DATASET section start

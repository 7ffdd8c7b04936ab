//! Shared test utilities and fixtures
//!
//! In-memory stand-ins for the compiler and the language server so the suite
//! never needs gcc or clangd installed.

#![allow(dead_code)]

use std::io;
use std::path::{Path, PathBuf};
use std::sync::atomic::{AtomicUsize, Ordering};
use std::sync::{Arc, Mutex};
use std::time::Duration;

use kiln_core::{DiskGateway, TabRegistry};
use kiln_engine::{BuildOrchestrator, BuildSettings, Launcher, Workbench};
use kiln_lsp::codec::{FrameBuffer, encode_frame};
use kiln_lsp::{LspClient, LspError, LspSettings, ServerProcess};
use kiln_tools::{CapturedOutput, ProcessError, detect_shell};
use serde_json::Value;
use tokio::io::{AsyncWriteExt, DuplexStream};
use tokio::runtime::Handle;
use tokio::sync::Semaphore;

/// Compiler stand-in: records command lines and answers with a fixed output.
pub struct RecordingLauncher {
    pub commands: Mutex<Vec<String>>,
    pub programs: Mutex<Vec<PathBuf>>,
    pub output: String,
    pub gate: Semaphore,
    pub compiles: AtomicUsize,
}

impl RecordingLauncher {
    pub fn new(output: &str) -> Self {
        Self {
            commands: Mutex::new(Vec::new()),
            programs: Mutex::new(Vec::new()),
            output: output.to_string(),
            gate: Semaphore::new(Semaphore::MAX_PERMITS / 2),
            compiles: AtomicUsize::new(0),
        }
    }

    /// Compiles block until [`RecordingLauncher::release`] is called.
    pub fn gated(output: &str) -> Self {
        Self {
            gate: Semaphore::new(0),
            ..Self::new(output)
        }
    }

    pub fn release(&self) {
        self.gate.add_permits(1);
    }

    pub fn compiles(&self) -> usize {
        self.compiles.load(Ordering::SeqCst)
    }
}

impl Launcher for RecordingLauncher {
    async fn compile(
        &self,
        command: &str,
        _working_dir: &Path,
    ) -> Result<CapturedOutput, ProcessError> {
        self.compiles.fetch_add(1, Ordering::SeqCst);
        self.commands.lock().unwrap().push(command.to_string());
        self.gate.acquire().await.unwrap().forget();
        Ok(CapturedOutput {
            text: self.output.clone(),
            success: true,
            exit_code: Some(0),
        })
    }

    async fn execute(
        &self,
        program: &Path,
        _working_dir: &Path,
    ) -> Result<CapturedOutput, ProcessError> {
        self.programs.lock().unwrap().push(program.to_path_buf());
        Ok(CapturedOutput {
            text: "Hello from the program\n".to_string(),
            success: true,
            exit_code: Some(0),
        })
    }
}

/// The test's end of an in-memory language server.
#[derive(Default)]
pub struct Wire {
    written: Mutex<Vec<u8>>,
    server_end: tokio::sync::Mutex<Option<DuplexStream>>,
    pub spawns: AtomicUsize,
}

impl Wire {
    /// Every message the client has written so far.
    pub fn sent(&self) -> Vec<Value> {
        let mut buffer = FrameBuffer::new();
        buffer.push(&self.written.lock().unwrap());
        buffer.drain_messages().unwrap()
    }

    pub async fn reply(&self, msg: &Value) {
        let frame = encode_frame(msg).unwrap();
        let mut end = self.server_end.lock().await;
        end.as_mut()
            .expect("server not running")
            .write_all(&frame)
            .await
            .unwrap();
    }

    /// Close the server's output as if it crashed.
    pub async fn hang_up(&self) {
        *self.server_end.lock().await = None;
    }

    pub async fn wait_for(&self, pred: impl Fn(&[Value]) -> bool) -> Vec<Value> {
        for _ in 0..300 {
            let sent = self.sent();
            if pred(&sent) {
                return sent;
            }
            tokio::time::sleep(Duration::from_millis(10)).await;
        }
        panic!("expected message never sent: {:?}", self.sent());
    }
}

pub struct FakeServer {
    wire: Arc<Wire>,
    reader: Option<DuplexStream>,
    alive: bool,
}

impl FakeServer {
    pub fn new() -> (Self, Arc<Wire>) {
        let wire = Arc::new(Wire::default());
        (
            Self {
                wire: Arc::clone(&wire),
                reader: None,
                alive: false,
            },
            wire,
        )
    }
}

impl ServerProcess for FakeServer {
    type Reader = DuplexStream;

    fn spawn(&mut self, _command: &str, _args: &[String]) -> Result<(), LspError> {
        let (client, server) = tokio::io::duplex(64 * 1024);
        self.reader = Some(client);
        *self.wire.server_end.try_lock().unwrap() = Some(server);
        self.wire.spawns.fetch_add(1, Ordering::SeqCst);
        self.alive = true;
        Ok(())
    }

    fn take_reader(&mut self) -> Option<DuplexStream> {
        self.reader.take()
    }

    async fn write_raw(&mut self, bytes: &[u8]) -> io::Result<()> {
        if !self.alive {
            return Err(io::Error::from(io::ErrorKind::BrokenPipe));
        }
        self.wire.written.lock().unwrap().extend_from_slice(bytes);
        Ok(())
    }

    fn is_alive(&mut self) -> bool {
        self.alive
    }

    async fn close_handles(&mut self, _grace: Duration) {
        self.alive = false;
        self.reader = None;
        *self.wire.server_end.lock().await = None;
    }
}

pub type TestWorkbench = Workbench<RecordingLauncher, FakeServer>;

/// A workbench wired to in-memory fakes. Must be called inside a runtime.
pub fn workbench(launcher: RecordingLauncher) -> (TestWorkbench, Arc<Wire>) {
    let (server, wire) = FakeServer::new();
    let settings = LspSettings {
        shutdown_timeout_ms: 200,
        ..LspSettings::default()
    };
    let wb = Workbench::from_parts(
        TabRegistry::new(),
        Box::new(DiskGateway::new()),
        BuildOrchestrator::with_launcher(BuildSettings::default(), launcher, Handle::current()),
        LspClient::with_process(settings, server),
        detect_shell(None),
    );
    (wb, wire)
}

pub fn write(dir: &Path, name: &str, contents: &str) -> PathBuf {
    let path = dir.join(name);
    std::fs::write(&path, contents).unwrap();
    path
}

DATASET section end

◆ **ABOUT THIS TASK**
Copy out the whole listing exactly.

◆ **RESPONSE BELOW**
repository 7ffdd8c7b04936ab
//! Shared test utilities and fixtures
//!
//! In-memory stand-ins for the compiler and the language server so the suite
//! never needs gcc or clangd installed.

#![allow(dead_code)]

use std::io;
use std::path::{Path, PathBuf};
use std::sync::atomic::{AtomicUsize, Ordering};
use std::sync::{Arc, Mutex};
use std::time::Duration;

use kiln_core::{DiskGateway, TabRegistry};
use kiln_engine::{BuildOrchestrator, BuildSettings, Launcher, Workbench};
use kiln_lsp::codec::{FrameBuffer, encode_frame};
use kiln_lsp::{LspClient, LspError, LspSettings, ServerProcess};
use kiln_tools::{CapturedOutput, ProcessError, detect_shell};
use serde_json::Value;
use tokio::io::{AsyncWriteExt, DuplexStream};
use tokio::runtime::Handle;
use tokio::sync::Semaphore;

/// Compiler stand-in: records command lines and answers with a fixed output.
pub struct RecordingLauncher {
    pub commands: Mutex<Vec<String>>,
    pub programs: Mutex<Vec<PathBuf>>,
    pub output: String,
    pub gate: Semaphore,
    pub compiles: AtomicUsize,
}

impl RecordingLauncher {
    pub fn new(output: &str) -> Self {
        Self {
            commands: Mutex::new(Vec::new()),
            programs: Mutex::new(Vec::new()),
            output: output.to_string(),
            gate: Semaphore::new(Semaphore::MAX_PERMITS / 2),
            compiles: AtomicUsize::new(0),
        }
    }

    /// Compiles block until [`RecordingLauncher::release`] is called.
    pub fn gated(output: &str) -> Self {
        Self {
            gate: Semaphore::new(0),
            ..Self::new(output)
        }
    }

    pub fn release(&self) {
        self.gate.add_permits(1);
    }

    pub fn compiles(&self) -> usize {
        self.compiles.load(Ordering::SeqCst)
    }
}

impl Launcher for RecordingLauncher {
    async fn compile(
        &self,
        command: &str,
        _working_dir: &Path,
    ) -> Result<CapturedOutput, ProcessError> {
        self.compiles.fetch_add(1, Ordering::SeqCst);
        self.commands.lock().unwrap().push(command.to_string());
        self.gate.acquire().await.unwrap().forget();
        Ok(CapturedOutput {
            text: self.output.clone(),
            success: true,
            exit_code: Some(0),
        })
    }

    async fn execute(
        &self,
        program: &Path,
        _working_dir: &Path,
    ) -> Result<CapturedOutput, ProcessError> {
        self.programs.lock().unwrap().push(program.to_path_buf());
        Ok(CapturedOutput {
            text: "Hello from the program\n".to_string(),
            success: true,
            exit_code: Some(0),
        })
    }
}

/// The test's end of an in-memory language server.
#[derive(Default)]
pub struct Wire {
    written: Mutex<Vec<u8>>,
    server_end: tokio::sync::Mutex<Option<DuplexStream>>,
    pub spawns: AtomicUsize,
}

impl Wire {
    /// Every message the client has written so far.
    pub fn sent(&self) -> Vec<Value> {
        let mut buffer = FrameBuffer::new();
        buffer.push(&self.written.lock().unwrap());
        buffer.drain_messages().unwrap()
    }

    pub async fn reply(&self, msg: &Value) {
        let frame = encode_frame(msg).unwrap();
        let mut end = self.server_end.lock().await;
        end.as_mut()
            .expect("server not running")
            .write_all(&frame)
            .await
            .unwrap();
    }

    /// Close the server's output as if it crashed.
    pub async fn hang_up(&self) {
        *self.server_end.lock().await = None;
    }

    pub async fn wait_for(&self, pred: impl Fn(&[Value]) -> bool) -> Vec<Value> {
        for _ in 0..300 {
            let sent = self.sent();
            if pred(&sent) {
                return sent;
            }
            tokio::time::sleep(Duration::from_millis(10)).await;
        }
        panic!("expected message never sent: {:?}", self.sent());
    }
}

pub struct FakeServer {
    wire: Arc<Wire>,
    reader: Option<DuplexStream>,
    alive: bool,
}

impl FakeServer {
    pub fn new() -> (Self, Arc<Wire>) {
        let wire = Arc::new(Wire::default());
        (
            Self {
                wire: Arc::clone(&wire),
                reader: None,
                alive: false,
            },
            wire,
        )
    }
}

impl ServerProcess for FakeServer {
    type Reader = DuplexStream;

    fn spawn(&mut self, _command: &str, _args: &[String]) -> Result<(), LspError> {
        let (client, server) = tokio::io::duplex(64 * 1024);
        self.reader = Some(client);
        *self.wire.server_end.try_lock().unwrap() = Some(server);
        self.wire.spawns.fetch_add(1, Ordering::SeqCst);
        self.alive = true;
        Ok(())
    }

    fn take_reader(&mut self) -> Option<DuplexStream> {
        self.reader.take()
    }

    async fn write_raw(&mut self, bytes: &[u8]) -> io::Result<()> {
        if !self.alive {
            return Err(io::Error::from(io::ErrorKind::BrokenPipe));
        }
        self.wire.written.lock().unwrap().extend_from_slice(bytes);
        Ok(())
    }

    fn is_alive(&mut self) -> bool {
        self.alive
    }

    async fn close_handles(&mut self, _grace: Duration) {
        self.alive = false;
        self.reader = None;
        *self.wire.server_end.lock().await = None;
    }
}

pub type TestWorkbench = Workbench<RecordingLauncher, FakeServer>;

/// A workbench wired to in-memory fakes. Must be called inside a runtime.
pub fn workbench(launcher: RecordingLauncher) -> (TestWorkbench, Arc<Wire>) {
    let (server, wire) = FakeServer::new();
    let settings = LspSettings {
        shutdown_timeout_ms: 200,
        ..LspSettings::default()
    };
    let wb = Workbench::from_parts(
        TabRegistry::new(),
        Box::new(DiskGateway::new()),
        BuildOrchestrator::with_launcher(BuildSettings::default(), launcher, Handle::current()),
        LspClient::with_process(settings, server),
        detect_shell(None),
    );
    (wb, wire)
}

pub fn write(dir: &Path, name: &str, contents: &str) -> PathBuf {
    let path = dir.join(name);
    std::fs::write(&path, contents).unwrap();
    path
}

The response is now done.